Nevertheless, it’s the detective who opens her heart and soul to God’s wayward son, and her judgement is not lost on him. “You may think that that’s what you are, but I don’t see you that way.” Lucifer now re-evaluates how he sees himself, and his once important devil face doesn’t carry the weight it once did. In turn this pointed exchange masterfully transitions into the episode’s climactic showdown between the power of good and evil.
Ella determines too late that Lucifer and Chloe are walking into Pierce’s trap, and when the lieutenant’s heavily armed men appear and take aim, we have to consider that perhaps God did put Chloe in Lucifer’s path for a reason. By standing up to Pierce and literally shielding Lucifer from harm’s way, Chloe epitomizes the selfless behavior displayed by Charlotte last week. After she shoots Pierce, all hell breaks loose as the automatic weapons of Pierce’s men now come into play, and it’s up to Lucifer to put his own life at risk. Does he consider his vulnerabilities when in close proximity to the detective before cradling her in his arms and protecting her with his wings?
Needless to say, it’s a bit of a surprise to see Lucifer’s wings emerge as shields against the gunfire, but to watch them bloodied as they take hit after hit presents a powerful image. While bullets won’t stop Lucifer, Cain has one of Maze’s blades and a tightly choreographed fight ensues culminating in the Devil embedding the steel into Cain’s chest. “I am a Devil of my word,” he tells the dying Cain who delusionally believes he’s headed for the good place. And even though we’ve anticipated the final scene for quite some time, its arrival, nonetheless, is no less shocking. Can Lucifer pull off his version of Karellen? Maybe he already has.

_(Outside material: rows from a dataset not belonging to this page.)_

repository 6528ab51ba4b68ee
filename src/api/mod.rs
//! HTTP layer -- the review page, the upload/export flow and a small JSON API.

mod pages;
mod routes;
pub mod session;
pub mod state;

use self::state::AppState;
use crate::pipeline::ParamRequest;
use axum::extract::multipart::{Multipart, MultipartError};
use axum::extract::DefaultBodyLimit;
use axum::Router;
use bytes::Bytes;
use tower_http::trace::TraceLayer;

/// Build the application router with all routes.
pub fn router(state: AppState) -> Router {
    let body_limit = match state.config.server.max_upload_bytes {
        Some(max) => DefaultBodyLimit::max(max),
        None => DefaultBodyLimit::disable(),
    };

    Router::new()
        .merge(pages::page_routes())
        .nest("/api/v1", routes::api_routes())
        .fallback(fallback)
        .layer(body_limit)
        .layer(TraceLayer::new_for_http())
        .with_state(state)
}

async fn fallback() -> (axum::http::StatusCode, &'static str) {
    (axum::http::StatusCode::NOT_FOUND, "not found")
}

/// A file field from a multipart form.
#[derive(Debug)]
pub(crate) struct FileField {
    pub file_name: Option<String>,
    pub content_type: Option<String>,
    pub bytes: Bytes,
}

/// Fields recognised in upload forms.
#[derive(Debug, Default)]
pub(crate) struct UploadForm {
    pub file: Option<FileField>,
    pub params: ParamRequest,
}

/// Drain a multipart body into an [`UploadForm`]. Unknown fields are ignored,
/// and an empty file input (no file chosen) counts as no file.
pub(crate) async fn read_upload_form(mut multipart: Multipart) -> Result<UploadForm, MultipartError> {
    let mut form = UploadForm::default();
    while let Some(field) = multipart.next_field().await? {
        let name = field.name().unwrap_or_default().to_string();
        match name.as_str() {
            "file" => {
                let file_name = field.file_name().map(str::to_string);
                let content_type = field.content_type().map(str::to_string);
                let bytes = field.bytes().await?;
                let nothing_chosen = file_name.as_deref().map_or(true, str::is_empty) && bytes.is_empty();
                if !nothing_chosen {
                    form.file = Some(FileField {
                        file_name,
                        content_type,
                        bytes,
                    });
                }
            }
            "feature_x" => form.params.feature_x = Some(field.text().await?),
            "feature_y" => form.params.feature_y = Some(field.text().await?),
            "contamination" => {
                let text = field.text().await?;
                let text = text.trim();
                if !text.is_empty() {
                    // Unparseable input is left for range validation to reject.
                    form.params.contamination = Some(text.parse().unwrap_or(f64::NAN));
                }
            }
            _ => {}
        }
    }
    Ok(form)
}
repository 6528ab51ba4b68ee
//! Isolation Forest (Liu, Ting & Zhou, 2008) over 2-D points.
//!
//! Each tree recursively partitions a random sub-sample with axis-aligned
//! cuts at uniformly random positions. Outliers sit in sparse regions and are
//! separated after few cuts, so a short average path length across the forest
//! means "more anomalous".

use crate::detect::{check_input, threshold, Prediction, Scorer, ScoringError};
use rand::rngs::StdRng;
use rand::seq::index;
use rand::{Rng, SeedableRng};
use tracing::debug;

const EULER_GAMMA: f64 = 0.577_215_664_901_532_9;

pub const DEFAULT_N_ESTIMATORS: usize = 100;
pub const DEFAULT_MAX_SAMPLES: usize = 256;

/// Average path length of an unsuccessful BST search over `n` points.
pub fn average_path_length(n: usize) -> f64 {
    match n {
        0 | 1 => 0.0,
        2 => 1.0,
        _ => {
            let n = n as f64;
            2.0 * ((n - 1.0).ln() + EULER_GAMMA) - 2.0 * (n - 1.0) / n
        }
    }
}

#[derive(Debug, Clone)]
enum Node {
    Leaf { size: usize },
    Split {
        feature: usize,
        value: f64,
        left: usize,
        right: usize,
    },
}

#[derive(Debug, Clone)]
struct IsolationTree {
    nodes: Vec<Node>,
}

fn feature(p: &(f64, f64), f: usize) -> f64 {
    if f == 0 {
        p.0
    } else {
        p.1
    }
}

/// Uniform draw from `[lo, hi)` that never forms `hi - lo`, which overflows
/// for finite values near `f64::MAX`.
fn uniform_cut(lo: f64, hi: f64, rng: &mut StdRng) -> f64 {
    let t: f64 = rng.gen();
    let v = lo * (1.0 - t) + hi * t;
    if v >= lo && v < hi {
        v
    } else {
        lo
    }
}

impl IsolationTree {
    fn build(points: &[(f64, f64)], sample: &mut [usize], max_depth: usize, rng: &mut StdRng) -> Self {
        let mut tree = IsolationTree { nodes: Vec::new() };
        tree.grow(points, sample, 0, max_depth, rng);
        tree
    }

    fn grow(
        &mut self,
        points: &[(f64, f64)],
        sample: &mut [usize],
        depth: usize,
        max_depth: usize,
        rng: &mut StdRng,
    ) -> usize {
        let id = self.nodes.len();
        self.nodes.push(Node::Leaf { size: sample.len() });
        if depth >= max_depth || sample.len() <= 1 {
            return id;
        }

        // Try features in random order; a feature constant within this node
        // cannot split it.
        let order = if rng.gen_bool(0.5) { [0, 1] } else { [1, 0] };
        let mut cut = None;
        for f in order {
            let (lo, hi) = sample.iter().fold((f64::INFINITY, f64::NEG_INFINITY), |(lo, hi), &i| {
                let v = feature(&points[i], f);
                (lo.min(v), hi.max(v))
            });
            if lo < hi {
                cut = Some((f, uniform_cut(lo, hi, rng)));
                break;
            }
        }
        let Some((f, value)) = cut else {
            return id;
        };

        // Partition in place: left holds values strictly below the cut.
        let mut split_at = 0;
        for k in 0..sample.len() {
            if feature(&points[sample[k]], f) < value {
                sample.swap(k, split_at);
                split_at += 1;
            }
        }
        let (left_part, right_part) = sample.split_at_mut(split_at);
        let left = self.grow(points, left_part, depth + 1, max_depth, rng);
        let right = self.grow(points, right_part, depth + 1, max_depth, rng);
        self.nodes[id] = Node::Split {
            feature: f,
            value,
            left,
            right,
        };
        id
    }

    fn path_length(&self, p: &(f64, f64)) -> f64 {
        let mut node = 0;
        let mut depth = 0.0;
        loop {
            match &self.nodes[node] {
                Node::Leaf { size } => return depth + average_path_length(*size),
                Node::Split {
                    feature: f,
                    value,
                    left,
                    right,
                } => {
                    node = if feature(p, *f) < *value { *left } else { *right };
                    depth += 1.0;
                }
            }
        }
    }
}

/// Isolation Forest configuration.
#[derive(Debug, Clone)]
pub struct IsolationForest {
    n_estimators: usize,
    max_samples: usize,
}

impl Default for IsolationForest {
    fn default() -> Self {
        Self::new()
    }
}

impl IsolationForest {
    pub fn new() -> Self {
        Self {
            n_estimators: DEFAULT_N_ESTIMATORS,
            max_samples: DEFAULT_MAX_SAMPLES,
        }
    }

    pub fn with_n_estimators(mut self, n: usize) -> Self {
        self.n_estimators = n.max(1);
        self
    }

    pub fn with_max_samples(mut self, n: usize) -> Self {
        self.max_samples = n.max(2);
        self
    }

    /// Grow the forest on `points` using a generator seeded with `seed`.
    pub fn fit(&self, points: &[(f64, f64)], seed: u64) -> Result<FittedForest, ScoringError> {
        if points.is_empty() {
            return Err(ScoringError::EmptyInput);
        }
        let psi = self.max_samples.min(points.len());
        let max_depth = (psi.max(2) as f64).log2().ceil() as usize;
        let mut rng = StdRng::seed_from_u64(seed);

        let trees = (0..self.n_estimators)
            .map(|_| {
                let mut sample = index::sample(&mut rng, points.len(), psi).into_vec();
                IsolationTree::build(points, &mut sample, max_depth, &mut rng)
            })
            .collect();

        debug!(trees = self.n_estimators, psi, max_depth, "isolation forest grown");
        Ok(FittedForest { trees, psi })
    }
}

/// A grown forest, ready to score points.
#[derive(Debug, Clone)]
pub struct FittedForest {
    trees: Vec<IsolationTree>,
    psi: usize,
}

impl FittedForest {
    /// Negated anomaly score per point, in `[-1, 0]`. Lower is more anomalous.
    pub fn score_samples(&self, points: &[(f64, f64)]) -> Vec<f64> {
        let norm = average_path_length(self.psi);
        let n_trees = self.trees.len() as f64;
        points
            .iter()
            .map(|p| {
                let mean_depth = self.trees.iter().map(|t| t.path_length(p)).sum::<f64>() / n_trees;
                let score = if norm > 0.0 {
                    2f64.powf(-mean_depth / norm)
                } else {
                    // Single-point forest: every point is equally (un)remarkable.
                    0.5
                };
                -score
            })
            .collect()
    }
}

impl Scorer for IsolationForest {
    fn name(&self) -> &str {
        "isolation_forest"
    }

    fn score(
        &self,
        points: &[(f64, f64)],
        contamination: f64,
        seed: u64,
    ) -> Result<Vec<Prediction>, ScoringError> {
        check_input(points, contamination)?;
        let fitted = self.fit(points, seed)?;
        let normality = fitted.score_samples(points);
        Ok(threshold(&normality, contamination))
    }
}
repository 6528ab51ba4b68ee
//! CSV export of the anomaly table.

use crate::report::AnomalyTable;
use anyhow::{Context, Result};

pub const EXPORT_FILE_NAME: &str = "detected_anomalies.csv";
pub const EXPORT_CONTENT_TYPE: &str = "text/csv; charset=utf-8";

/// Serialize the table as UTF-8, comma-separated, header first, no index column.
pub fn to_csv(table: &AnomalyTable) -> Result<Vec<u8>> {
    let mut writer = csv::WriterBuilder::new()
        .terminator(csv::Terminator::Any(b'\n'))
        .from_writer(Vec::new());

    writer
        .write_record(table.columns())
        .context("failed to write CSV header")?;
    for row in table.rows() {
        writer.write_record(row).context("failed to write CSV row")?;
    }

    writer
        .into_inner()
        .map_err(|e| anyhow::anyhow!("failed to flush CSV export: {}", e.error()))
}
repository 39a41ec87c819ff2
pub mod fallback;
pub mod upload;

pub use fallback::{fallback, preflight};
pub use upload::upload_file;
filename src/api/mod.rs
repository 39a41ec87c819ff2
pub mod error;
pub mod handlers;
pub mod middleware;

It seems important that Lucifer appears to have to force his wings to retract before taking on Pierce, as if hiding them reminds him of the bad man he sees when he looks in the mirror. But at the end, he does acknowledge that just maybe, as Pierce asserts, Lucifer fears being good. Chloe now faces the realization that Lucifer’s metaphors have indeed been statements of truth and not clever ways of coping with his reality. It appears she catches a glimpse of his wings at least once and maybe twice before he turns around at episode’s end to reveal his devil face. And what of that face? Is it a residual effect of his clash with Pierce, or has he learned nothing about himself? I think we have to go with the former and understand that even good men deal with anger and rage, but that’s not what defines them. Can Chloe, like Linda and Charlotte, cope with the celestial realities now confronting her?
As a season finale, “A Devil of My Word” is not without its flaws, but it overcomes them by giving us imperfect characters struggling to find peace not only in their lives but in their souls. Shipping Lucifer and Chloe for three seasons has certainly been a lot of fun, and to not get the chance to see how she handles the truth of his identity hurts. It’s just something fans will have to live with. Without a doubt, it’s the Fourth Circle of Hell for the Fox executives that made the decision to abandon this wonderful series. Say hi to Pierce while you’re down there.